27 апреля 2011| Шаболовский Алексей Евгеньевич

Воспоминания курсанта Московского военно-пехотного училища

Алексей Шаболовский

Училище… Капризная память нехотя, как будто со стоном отдает свои сбережения. Но всякий вдруг возникший проблеск, может быть слово или случай, переживание или боль, чье-то лицо или давняя мысль медленно теплеют, оживают, почти материализуются.

Вчера. На экране телевизора, на фоне ночного неба силуэт подсвеченной прожекторами церкви Покрова Богородицы, что в Филях. «Восьмерик» на «четверике» и куполок-луковка, чуть покосился. Семнадцатый век. Бессмертное творение безвестных российских зодчих. Широкая, крутая лестница ведет на гульбище. Она очень красива, только немного неестественна при мощном электрическом свете. На беломраморных ступенях старательно и разнообразно двигается и поет модная, заграничная певица. Довольно сильный низкий голос. Наверное, она поет хорошо, про любовь видимо. Мелодия невыразительная, прохладная. По обе стороны лестницы в «шеренге по одному» выстроился взвод сухопарых юнцов в черных трико. Они ритмично подергиваются и дружно поворачиваются то в одну, то в другую сторону. Всматриваюсь, напрягаю воображение – бесполезно: что хотят выразить – не пойму.

А вот другое – ранняя весна 1942 года. Я курсант первого набора 2-го Московского военно-пехотного училища Красной Армии, а за окном казармы та же церковь Покрова… Совсем не такая нарядная – без купола и «восьмерика», разобранных чтобы не служили ориентирами во время авиа налетов.

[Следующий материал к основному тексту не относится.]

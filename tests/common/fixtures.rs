// SPDX-License-Identifier: Apache-2.0
// Copyright 2025 itsakeyfut
//
// Licensed under the Apache License, Version 2.0 (the "License");
// you may not use this file except in compliance with the License.
// You may obtain a copy of the License at
//
//     http://www.apache.org/licenses/LICENSE-2.0
//
// Unless required by applicable law or agreed to in writing, software
// distributed under the License is distributed on an "AS IS" BASIS,
// WITHOUT WARRANTIES OR CONDITIONS OF ANY KIND, either express or implied.
// See the License for the specific language governing permissions and
// limitations under the License.

//! Test fixtures for common test scenarios

use cachesim::core::engine::AccessEngine;
use cachesim::core::isa::{immediate_for_word, Instruction, Opcode};
use cachesim::core::trace::format_line;
use std::io::Write;
use tempfile::NamedTempFile;

/// `lw $s{slot}, word*4($zero)`
#[allow(dead_code)]
pub fn lw(slot: u8, word: u16) -> u32 {
    Instruction::encode(Opcode::Lw, 16 + slot, immediate_for_word(word))
}

/// `sw $s{slot}, word*4($zero)`
#[allow(dead_code)]
pub fn sw(slot: u8, word: u16) -> u32 {
    Instruction::encode(Opcode::Sw, 16 + slot, immediate_for_word(word))
}

/// Execute every word, panicking on the first error
#[allow(dead_code)]
pub fn execute_all(engine: &mut AccessEngine, words: &[u32]) {
    for &word in words {
        engine
            .execute(word)
            .unwrap_or_else(|e| panic!("0x{:08X} failed: {}", word, e));
    }
}

/// Render words as trace text, one line each
#[allow(dead_code)]
pub fn trace_text(words: &[u32]) -> String {
    words.iter().map(|&w| format_line(w) + "\n").collect()
}

/// Write trace text to a temporary file
#[allow(dead_code)]
pub fn trace_file(text: &str) -> NamedTempFile {
    let mut file = tempfile::Builder::new()
        .prefix("trace_")
        .suffix(".txt")
        .tempfile()
        .expect("Failed to create trace file");
    file.write_all(text.as_bytes())
        .expect("Failed to write trace file");
    file
}
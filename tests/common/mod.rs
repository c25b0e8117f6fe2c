// SPDX-License-Identifier: Apache-2.0
// Copyright 2025 itsakeyfut
//
// Licensed under the Apache License, Version 2.0 (the "License");
// you may not use this file except in compliance with the License.
// You may obtain a copy of the License at
//
//     http://www.apache.org/licenses/LICENSE-2.0
//
// Unless required by applicable law or agreed to in writing, software
// distributed under the License is distributed on an "AS IS" BASIS,
// WITHOUT WARRANTIES OR CONDITIONS OF ANY KIND, either express or implied.
// See the License for the specific language governing permissions and
// limitations under the License.

//! Shared helpers for integration tests

pub mod assertions;
pub mod fixtures;
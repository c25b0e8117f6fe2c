// SPDX-License-Identifier: Apache-2.0
// Copyright 2025 itsakeyfut
//
// Licensed under the Apache License, Version 2.0 (the "License");
// you may not use this file except in compliance with the License.
// You may obtain a copy of the License at
//
//     http://www.apache.org/licenses/LICENSE-2.0
//
// Unless required by applicable law or agreed to in writing, software
// distributed under the License is distributed on an "AS IS" BASIS,
// WITHOUT WARRANTIES OR CONDITIONS OF ANY KIND, either express or implied.
// See the License for the specific language governing permissions and
// limitations under the License.

//! Simulator configuration
//!
//! Settings come from three layers, later ones winning:
//!
//! 1. A TOML file (optional)
//! 2. Environment variables (`.env` is loaded by the binary)
//! 3. Command line flags (applied by the binary)
//!
//! # File format
//!
//! ```toml
//! trace = "input_file.txt"
//! max_instructions = 1000
//! on_malformed = "skip"
//!
//! [report]
//! format = "json"
//! every_step = false
//!
//! [report.sections]
//! cache = true
//! registers = true
//! memory = false
//! stats = true
//! ```
//!
//! # Environment
//!
//! | Variable                    | Field              |
//! |-----------------------------|--------------------|
//! | `CACHESIM_TRACE`            | `trace`            |
//! | `CACHESIM_MAX_INSTRUCTIONS` | `max_instructions` |

use crate::core::error::{Result, SimError};
use crate::core::report::{ReportFormat, Sections};
use crate::core::trace::MalformedLinePolicy;
use serde::Deserialize;
use std::path::{Path, PathBuf};

/// Trace read when nothing else is configured
pub const DEFAULT_TRACE: &str = "input_file.txt";

/// Environment variable overriding the trace path
pub const ENV_TRACE: &str = "CACHESIM_TRACE";

/// Environment variable overriding the instruction limit
pub const ENV_MAX_INSTRUCTIONS: &str = "CACHESIM_MAX_INSTRUCTIONS";

/// Report settings
#[derive(Debug, Clone, Copy, PartialEq, Eq, Default, Deserialize)]
#[serde(default)]
pub struct ReportConfig {
    /// Output rendering
    pub format: ReportFormat,
    /// Dump state after every instruction, not just at the end
    pub every_step: bool,
    /// Sections to include
    pub sections: Sections,
}

/// Complete simulator configuration
#[derive(Debug, Clone, PartialEq, Eq, Deserialize)]
#[serde(default)]
pub struct SimConfig {
    /// Trace file to replay
    pub trace: PathBuf,
    /// Stop after this many instructions
    pub max_instructions: Option<usize>,
    /// Handling of malformed trace lines
    pub on_malformed: MalformedLinePolicy,
    /// Report settings
    pub report: ReportConfig,
}

impl Default for SimConfig {
    fn default() -> Self {
        Self {
            trace: PathBuf::from(DEFAULT_TRACE),
            max_instructions: None,
            on_malformed: MalformedLinePolicy::default(),
            report: ReportConfig::default(),
        }
    }
}

impl SimConfig {
    /// Parse a TOML document
    ///
    /// # Example
    ///
    /// ```
    /// use cachesim::core::config::SimConfig;
    /// use cachesim::core::trace::MalformedLinePolicy;
    ///
    /// let config = SimConfig::from_toml_str("on_malformed = \"skip\"").unwrap();
    /// assert_eq!(config.on_malformed, MalformedLinePolicy::Skip);
    /// assert_eq!(config.trace.to_str(), Some("input_file.txt"));
    /// ```
    pub fn from_toml_str(text: &str) -> Result<Self> {
        Ok(toml::from_str(text)?)
    }

    /// Load a TOML configuration file
    pub fn load<P: AsRef<Path>>(path: P) -> Result<Self> {
        let path = path.as_ref();
        let text = std::fs::read_to_string(path).map_err(|e| {
            SimError::Config(format!("cannot read {}: {}", path.display(), e))
        })?;
        let config = Self::from_toml_str(&text)?;
        log::debug!("Loaded configuration from {}", path.display());
        Ok(config)
    }

    /// Apply overrides from the process environment
    pub fn apply_env(&mut self) -> Result<()> {
        self.apply_overrides(|key| std::env::var(key).ok())
    }

    /// Apply overrides from any key lookup
    ///
    /// # Errors
    ///
    /// `Config` if `CACHESIM_MAX_INSTRUCTIONS` is not a number.
    pub fn apply_overrides<F>(&mut self, lookup: F) -> Result<()>
    where
        F: Fn(&str) -> Option<String>,
    {
        if let Some(trace) = lookup(ENV_TRACE) {
            self.trace = PathBuf::from(trace);
        }
        if let Some(max) = lookup(ENV_MAX_INSTRUCTIONS) {
            let max = max.trim().parse().map_err(|_| {
                SimError::Config(format!("{} must be a number, got {:?}", ENV_MAX_INSTRUCTIONS, max))
            })?;
            self.max_instructions = Some(max);
        }
        Ok(())
    }
}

Вся военная премудрость, закалка воли и духа, воспитание чувства ответственности за жизни десятков и сотен солдат – за шесть месяцев вместо двух, а то и трех лет в мирное время. Педагогическая система проста: «на выживание» — шинели «в скатках» и в ведро и в дождь. Постоянная изнурительная учеба и работа без отдыха и выходных.

Курсанту тех лет трудно, ох как трудно! После вольного-то девятого класса, да сразу по 10 часов строевой подготовки на асфальтовом плацу каждый день. Мощные солдатские ботинки за три недели – в лохмотья. А ночью – чистить ото льда соседний аэродром. А если ночь в казарме, так два, а то и три раза подъем по учебной тревоге. «Ускоренная одиночная подготовка бойца» — это называлось. Два метра каждая солдатская обмотка. Нары двухэтажные, горбылем вверх покрыты, а шинели под головами в походных скатках – холодно… Два раза в день пшенный супчик и по стакану компота из изюма. Голодно. Трудно.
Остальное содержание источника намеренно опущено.